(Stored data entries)

/// Compensator tests
///
/// Cancellation racing completion across threads
/// Run with: cargo test --test compensator_tests

use std::sync::Arc;
use std::sync::atomic::{AtomicUsize, Ordering};
use std::time::Duration;
use tokio::sync::Barrier;
use txweave::compensator::{
    Compensator, CompensatorHandle, CompensatorRegistry, CompensatorState, spawn_compensable,
};

#[tokio::test(flavor = "multi_thread", worker_threads = 4)]
async fn test_cancel_racing_completion_has_one_outcome() {
    for round in 0..200 {
        let handle = CompensatorHandle::new("confirm", format!("stage-{}", round));
        let barrier = Arc::new(Barrier::new(2));

        let completer = {
            let handle = handle.clone();
            let barrier = barrier.clone();
            tokio::spawn(async move {
                barrier.wait().await;
                handle.complete()
            })
        };
        let canceller = {
            let handle = handle.clone();
            let barrier = barrier.clone();
            tokio::spawn(async move {
                barrier.wait().await;
                handle.cancel()
            })
        };

        let completed = completer.await.unwrap();
        let cancelled = canceller.await.unwrap();

        assert!(completed ^ cancelled, "round {}: exactly one claim wins", round);
        if completed {
            assert!(handle.is_done());
            assert!(!handle.is_cancelled());
        } else {
            assert!(handle.is_cancelled());
            assert!(!handle.is_done());
        }
    }
}

#[tokio::test]
async fn test_cancel_after_completion_is_refused() {
    let task = spawn_compensable("cancel", "stage-x", async { "released" });
    tokio::task::yield_now().await;
    tokio::time::sleep(Duration::from_millis(10)).await;

    assert!(task.is_done());
    assert!(!task.cancel());
    assert!(!task.is_cancelled());
    assert_eq!(task.join().await, Some("released"));
}

#[tokio::test]
async fn test_cancelled_task_never_runs_its_effect() {
    let effects = Arc::new(AtomicUsize::new(0));
    let e = effects.clone();
    let task = spawn_compensable("confirm", "stage-y", async move {
        tokio::time::sleep(Duration::from_millis(50)).await;
        e.fetch_add(1, Ordering::SeqCst);
    });

    assert!(task.cancel());
    assert_eq!(task.state(), CompensatorState::Cancelled);
    assert_eq!(task.join().await, None);

    tokio::time::sleep(Duration::from_millis(100)).await;
    assert_eq!(effects.load(Ordering::SeqCst), 0);
}

#[test]
fn test_registry_cancels_a_whole_group() {
    let registry = CompensatorRegistry::new();
    for i in 0..5 {
        registry.get_or_register("cancel", &format!("c{}", i));
    }
    registry.get_or_register("confirm", "keep");

    assert_eq!(registry.cancel_group("cancel"), 5);
    assert_eq!(registry.cancel_group("cancel"), 0);
    assert_eq!(registry.pending(), 1);
    assert!(!registry.get("confirm", "keep").unwrap().is_cancelled());
}
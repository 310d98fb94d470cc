use crate::core::{Result, TxError};
use async_trait::async_trait;
use lru::LruCache;
use std::num::NonZeroUsize;
use std::sync::atomic::{AtomicBool, Ordering};
use std::time::Duration;
use tokio::sync::Mutex;
use tokio::time::Instant;

/// Key/value cache the transaction-aware layer writes through to.
#[async_trait]
pub trait CacheBackend: Send + Sync {
    async fn get(&self, key: &str) -> Result<Option<String>>;

    async fn set(&self, key: &str, value: &str) -> Result<()>;

    /// Store only if the key is absent; returns whether the value was stored.
    async fn add(&self, key: &str, value: &str) -> Result<bool>;

    /// Returns whether a key was removed.
    async fn delete(&self, key: &str) -> Result<bool>;
}

struct CachedValue {
    value: String,
    expires_at: Option<Instant>,
}

impl CachedValue {
    fn is_live(&self, now: Instant) -> bool {
        self.expires_at.map(|at| at > now).unwrap_or(true)
    }
}

/// Bounded LRU cache with an optional TTL applied to every write.
pub struct InMemoryCache {
    entries: Mutex<LruCache<String, CachedValue>>,
    ttl: Option<Duration>,
    unavailable: AtomicBool,
}

impl InMemoryCache {
    pub fn new(capacity: NonZeroUsize) -> Self {
        Self {
            entries: Mutex::new(LruCache::new(capacity)),
            ttl: None,
            unavailable: AtomicBool::new(false),
        }
    }

    /// Capacity used by `Default`
    pub const DEFAULT_CAPACITY: NonZeroUsize = match NonZeroUsize::new(1024) {
        Some(n) => n,
        None => NonZeroUsize::MIN,
    };

    pub fn with_ttl(mut self, ttl: Duration) -> Self {
        self.ttl = Some(ttl);
        self
    }

    pub fn set_available(&self, available: bool) {
        self.unavailable.store(!available, Ordering::SeqCst);
    }

    pub async fn len(&self) -> usize {
        let now = Instant::now();
        self.entries
            .lock()
            .await
            .iter()
            .filter(|(_, v)| v.is_live(now))
            .count()
    }

    pub async fn is_empty(&self) -> bool {
        self.len().await == 0
    }

    fn check_available(&self) -> Result<()> {
        if self.unavailable.load(Ordering::SeqCst) {
            return Err(TxError::Cache("in-memory cache is offline".into()));
        }
        Ok(())
    }

    fn entry(&self, value: &str, now: Instant) -> CachedValue {
        CachedValue {
            value: value.to_string(),
            expires_at: self.ttl.map(|ttl| now + ttl),
        }
    }
}

impl Default for InMemoryCache {
    fn default() -> Self {
        Self::new(Self::DEFAULT_CAPACITY)
    }
}

fn evict_if_expired(entries: &mut LruCache<String, CachedValue>, key: &str, now: Instant) {
    let expired = entries.peek(key).map(|v| !v.is_live(now)).unwrap_or(false);
    if expired {
        entries.pop(key);
    }
}

#[async_trait]
impl CacheBackend for InMemoryCache {
    async fn get(&self, key: &str) -> Result<Option<String>> {
        self.check_available()?;
        let now = Instant::now();
        let mut entries = self.entries.lock().await;
        evict_if_expired(&mut entries, key, now);
        Ok(entries.get(key).map(|v| v.value.clone()))
    }

    async fn set(&self, key: &str, value: &str) -> Result<()> {
        self.check_available()?;
        let now = Instant::now();
        let entry = self.entry(value, now);
        self.entries.lock().await.put(key.to_string(), entry);
        Ok(())
    }

    async fn add(&self, key: &str, value: &str) -> Result<bool> {
        self.check_available()?;
        let now = Instant::now();
        let mut entries = self.entries.lock().await;
        evict_if_expired(&mut entries, key, now);
        if entries.contains(key) {
            return Ok(false);
        }
        entries.put(key.to_string(), self.entry(value, now));
        Ok(true)
    }

    async fn delete(&self, key: &str) -> Result<bool> {
        self.check_available()?;
        Ok(self.entries.lock().await.pop(key).is_some())
    }
}

#[cfg(test)]
mod tests {
    use super::*;

    #[tokio::test]
    async fn test_add_does_not_overwrite() {
        let cache = InMemoryCache::default();
        assert!(cache.add("k", "1").await.unwrap());
        assert!(!cache.add("k", "2").await.unwrap());
        assert_eq!(cache.get("k").await.unwrap().as_deref(), Some("1"));
    }

    #[tokio::test]
    async fn test_lru_evicts_oldest() {
        let cache = InMemoryCache::new(NonZeroUsize::new(2).unwrap());
        cache.set("a", "1").await.unwrap();
        cache.set("b", "2").await.unwrap();
        cache.get("a").await.unwrap();
        cache.set("c", "3").await.unwrap();

        assert!(cache.get("b").await.unwrap().is_none());
        assert_eq!(cache.get("a").await.unwrap().as_deref(), Some("1"));
        assert_eq!(cache.len().await, 2);
    }

    #[tokio::test(start_paused = true)]
    async fn test_ttl_expires_entries() {
        let cache = InMemoryCache::default().with_ttl(Duration::from_secs(1));
        cache.set("k", "v").await.unwrap();

        tokio::time::advance(Duration::from_millis(1500)).await;
        assert!(cache.get("k").await.unwrap().is_none());
        assert!(cache.add("k", "again").await.unwrap());
    }

    #[tokio::test]
    async fn test_offline_cache_errors() {
        let cache = InMemoryCache::default();
        cache.set_available(false);
        assert!(matches!(cache.set("k", "v").await, Err(TxError::Cache(_))));
    }
}
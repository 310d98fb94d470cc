// ============================================================================
// Transaction Management Module
// ============================================================================
//
// Local transaction demarcation for guarded calls:
// - state:        Transaction state machine (State Pattern)
// - hook:         lifecycle callbacks fired on commit / rollback / completion
// - propagation:  join / suspend / nest policies
// - context:      per-execution transaction stack
// - interceptor:  begin / commit / rollback around a guarded call
//
// ============================================================================

pub mod context;
pub mod hook;
pub mod interceptor;
pub mod propagation;
pub mod state;

pub use context::{ScopeKind, TransactionContext, TransactionScope};
pub use hook::{CompletionOutcome, Hook, HookResult, LifecycleHook};
pub use interceptor::{GuardedCall, Outcome, TransactionInterceptor, Transactional};
pub use propagation::{NestedFallback, Propagation, TransactionDefinition};
pub use state::{Transaction, TransactionId, TransactionState};
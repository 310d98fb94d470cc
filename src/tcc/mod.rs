// ============================================================================
// Try-Confirm-Cancel
// ============================================================================
//
// Producer side: `TccCoordinator::register_try` captures a `TryInfo` on the
// current transaction; when the transaction ends, exactly one Confirm
// (committed) or Cancel (rolled back) `Stage` is published to
// `{prefix}.{target}`.
//
// Consumer side: `TccConsumer` decodes stages and runs the participant's
// handler. Delivery is at-least-once, so handlers are idempotent.
//
// ============================================================================

pub mod consumer;
pub mod coordinator;
pub mod stage;
pub mod transport;
pub mod try_info;

pub use consumer::{ConsumerStats, TccConsumer, TccParticipant};
pub use coordinator::{CoordinatorStats, StageLedger, TccCoordinator, routing_key};
pub use stage::{PayloadCodec, Stage, StageName, StageState};
pub use transport::{DeadLetter, InMemoryTransport, MessageHandler, Transport, TransportStats};
pub use try_info::TryInfo;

What you will do: Filter the data, keeping only the lines that contain "CompensatorRegistry".

Task solution:
    Compensator, CompensatorHandle, CompensatorRegistry, CompensatorState, spawn_compensable,
    let registry = CompensatorRegistry::new();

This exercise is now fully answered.